Cena Low Fi: Resenha do show + entrevista com BNegão & Seletores de Frequência em Curitiba.

por - 15:07


BNegão & Seletores de Frequência realizaram na madrugada de 20 de outubro no Espaço Vanilla em Curitiba (mais) um show daqueles dignos da expressão “clássico”, que o Bernardo Santos, o BNegão, usa tão bem quando quer sintetizar um evento memorável. Programado inicialmente para às 01h30, o show da principal atração daquela noite só teve início às 2h44, e nem o atraso da entrada no palco e os problemas com o sistema de som durante todo o evento mudaram o ímpeto/profissionalismo e tampouco o set list, com mais de 20 canções e duas horas de duração. Afinal, BNegão & Seletores e o público presente estavam determinados a se divertirem até amanhecer, como de fato ocorreu.


Sintoniza Lá”, “Alteração (é a!)” e “Reação” foram as primeiras músicas executadas no show, todas do segundo e mais recente álbum (lançado em maio deste ano) intitulado “Sintoniza Lá”, que tem uma sonoridade da (nova) formação dos Seletores de Frequência, totalmente “orgânica”: (praticamente) sem bases eletrônicas ou samples. As faixas contaram com BNegão (voz e guitarra) e os músicos Pedro Selector (trompete, guitarra e voz), Fábio Kalunga (baixo), Robson Riva (bateria e voz), Fabiano Moreno (guitarra e voz), com o reforço significativo no palco das presenças de Paulão (MC ) e Marco Serra Grande ( no trombone).


Dorobo” parceria musical de BNegão e (saudoso e definitivo) Sabotage, com direito a menções honrosas também ao Francisco de Assis França (Chico Science, sempre lembrado pelo BNegão)  levantou a massa presente no Espaço Vanilla – a plateia formada por jovens e adultos das mais variadas etnias, tribos e classes sociais, fato que valorizou ainda mais o evento e as suas respectivas atrações.


Enxugando Gelo”, cantada em peso pelo público, “O Mundo (Panela de Pressão)”, “Vamo!”, “V.V.” e “ Proceder/Caminhar” mantiveram o pique do show até um dos pontos mais memoráveis do baile promovido por BNegão e Seletores de Frequência, com a “sequência matadora” das músicas “Chega Pra Somar no Groove”, “(Funk) Até o Caroço” e “Prioridades”,  música que causou o aplauso mais longo do show, já por volta das  4h00 da madrugada, o que emocionou bastante o “Tim Maia do século XXI”... Por falar em referências, naquela altura a banda resolveu fazer um bloco só com covers, entre elas “Chase the Devil” (Max Romeo) e “Pass the Peas” (The J.B.'s) em “Essa É pra Tocar no Baile”, que causa a sensação nítida de mais um hit na história dos Seletores de Frequência – direta, dançante e pegajosa. Em seguida tocaram “Bass do Tambô”, mais uma pedrada do álbum “Sintoniza Lá”, e (a “carioquíssima”) “O Processo”.
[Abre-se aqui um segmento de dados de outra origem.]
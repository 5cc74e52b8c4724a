use adpulse_core::{AggregateMetrics, DatasetRow, Totals};

/// Aggregate ROAS, CTR, CPC and conversion rate over `rows`.
///
/// Ratios are taken over summed totals, never averaged per row, so a handful
/// of tiny rows cannot skew the result.
#[must_use]
pub fn compute_metrics(rows: &[DatasetRow]) -> AggregateMetrics {
    AggregateMetrics::from_totals(&Totals::from_rows(rows))
}

/// `|a - b| / |b|`, or `|a|` when `b` is zero.
#[must_use]
pub fn relative_error(a: f64, b: f64) -> f64 {
    if b == 0.0 {
        a.abs()
    } else {
        ((a - b) / b).abs()
    }
}
use std::cmp::Ordering;

use adpulse_core::ValidatedHypothesis;

/// Total order used for the final ranking: higher adjusted confidence first,
/// then hypotheses backed by a significance test, then id ascending.
#[must_use]
pub fn compare_ranked(a: &ValidatedHypothesis, b: &ValidatedHypothesis) -> Ordering {
    b.adjusted_confidence_score
        .total_cmp(&a.adjusted_confidence_score)
        .then_with(|| b.has_significance().cmp(&a.has_significance()))
        .then_with(|| a.hypothesis.id.cmp(&b.hypothesis.id))
}

/// Sort in place by [`compare_ranked`]. Idempotent.
pub fn rank_hypotheses(hypotheses: &mut [ValidatedHypothesis]) {
    hypotheses.sort_by(compare_ranked);
}

#[cfg(test)]
mod tests {
    use adpulse_core::{
        Category, Evidence, ExpectedDirection, Hypothesis, Metric, Significance, ValidationStatus,
    };

    use proptest::prelude::*;

    use super::*;

    fn validated(id: &str, score: f64, significant: bool) -> ValidatedHypothesis {
        ValidatedHypothesis {
            hypothesis: Hypothesis {
                id: id.to_string(),
                text: format!("hypothesis {id}"),
                category: Category::Budget,
                confidence: 0.5,
                evidence_used: Vec::new(),
                focus_metric: Metric::Roas,
                segment: None,
                expected_direction: ExpectedDirection::Decrease,
                supporting_observations: Vec::new(),
                validation_approach: None,
            },
            evidence: Evidence {
                metrics: Vec::new(),
                statistical_significance: significant.then(|| Significance {
                    test: "welch_t".to_string(),
                    p_value: 0.2,
                    confidence_interval: [-1.0, 1.0],
                    sample_size: 10,
                    reference_size: 10,
                }),
            },
            validation_status: ValidationStatus::Inconclusive,
            adjusted_confidence_score: score,
            validation_reasoning: String::new(),
        }
    }

    fn ids(list: &[ValidatedHypothesis]) -> Vec<&str> {
        list.iter().map(|v| v.hypothesis.id.as_str()).collect()
    }

    #[test]
    fn ranks_by_score_then_significance_then_id() {
        let mut list = vec![
            validated("c", 0.4, false),
            validated("b", 0.6, false),
            validated("a", 0.6, false),
            validated("z", 0.6, true),
            validated("d", 0.9, false),
        ];
        rank_hypotheses(&mut list);
        assert_eq!(ids(&list), ["d", "z", "a", "b", "c"]);
    }

    #[test]
    fn ranking_is_idempotent_and_order_independent() {
        let mut forward = vec![
            validated("a", 0.3, true),
            validated("b", 0.3, false),
            validated("c", 0.7, false),
        ];
        let mut reversed: Vec<_> = forward.iter().rev().cloned().collect();
        rank_hypotheses(&mut forward);
        rank_hypotheses(&mut reversed);
        assert_eq!(forward, reversed);

        let once = forward.clone();
        rank_hypotheses(&mut forward);
        assert_eq!(forward, once);
    }

    fn arbitrary_list() -> impl Strategy<Value = Vec<ValidatedHypothesis>> {
        prop::collection::vec(("[a-e]{1,2}", 0.0_f64..=1.0, any::<bool>()), 0..8).prop_map(
            |entries| {
                entries
                    .into_iter()
                    .map(|(id, score, significant)| validated(&id, score, significant))
                    .collect()
            },
        )
    }

    proptest! {
        #[test]
        fn ranking_is_a_total_order_for_any_input(list in arbitrary_list()) {
            let mut ranked = list.clone();
            rank_hypotheses(&mut ranked);
            for pair in ranked.windows(2) {
                prop_assert_ne!(compare_ranked(&pair[0], &pair[1]), Ordering::Greater);
            }

            let once = ranked.clone();
            rank_hypotheses(&mut ranked);
            prop_assert_eq!(&ranked, &once);

            let mut reversed: Vec<_> = list.into_iter().rev().collect();
            rank_hypotheses(&mut reversed);
            prop_assert_eq!(reversed, once);
        }
    }
}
Houve uma breve pausa para os agradecimentos ao público e a todos que ajudaram a realizar o evento, que contou com a abertura das bandas Matorrales e Real Coletivo Dub - a noite comemorou os 04 anos do Trip Bar, situado no mesmo logradouro do Espaço Vanilla (Rua Mateus Leme). Após o pequeno intervalo, muito hardcore com “Subconsciente” - com direito a luzes apagadas e roda de pogo -  “Qual o Seu Nome?” e a esperada clássica “A Verdadeira Dança do Patinho”. Aos dizeres de “fiquem com Deus, usem camisinha e cuidado com a Polícia” veio o bis, com “Jangada Beat” (uma ciranda executada por um solo de trompete e uma base de beatbox feita pelo BNegão com a música incidental “Suíte dos Pescadores” de Dourival Caymmi). Até aí tava tudo previsto no setlist, mas o público queria mais e já eram 4h30m do sábado 20 de outubro, mas a banda voltou a tocar mais pout-porris das suas referências musicais, com destaque para “Caminha” (De Falla) e “Zenon Zenon” (Jorge Bem) e “Evebory Get Up” do Frank n Dank.


Após o show ficou a certeza que BNegão é um dos ícones vivos oriundos da década de 1990 que figura muito bem no atual cenário da música autoral independente do Brasil, que apesar de contar com muitos novos e bons nomes precisa de diferenciais como o que o Bernardo dos Santos & CIA traz - saber apresentar todas as facetas da sua “música negra universal” sem dividir ou confundir o seu público. Posso afirmar até que sem deixar saudades do Planet Hemp - pois em nenhum momento das duas horas de show alguém pediu uma música da banda que o revelou. Ou seja, foi realmente clássico esse bailão.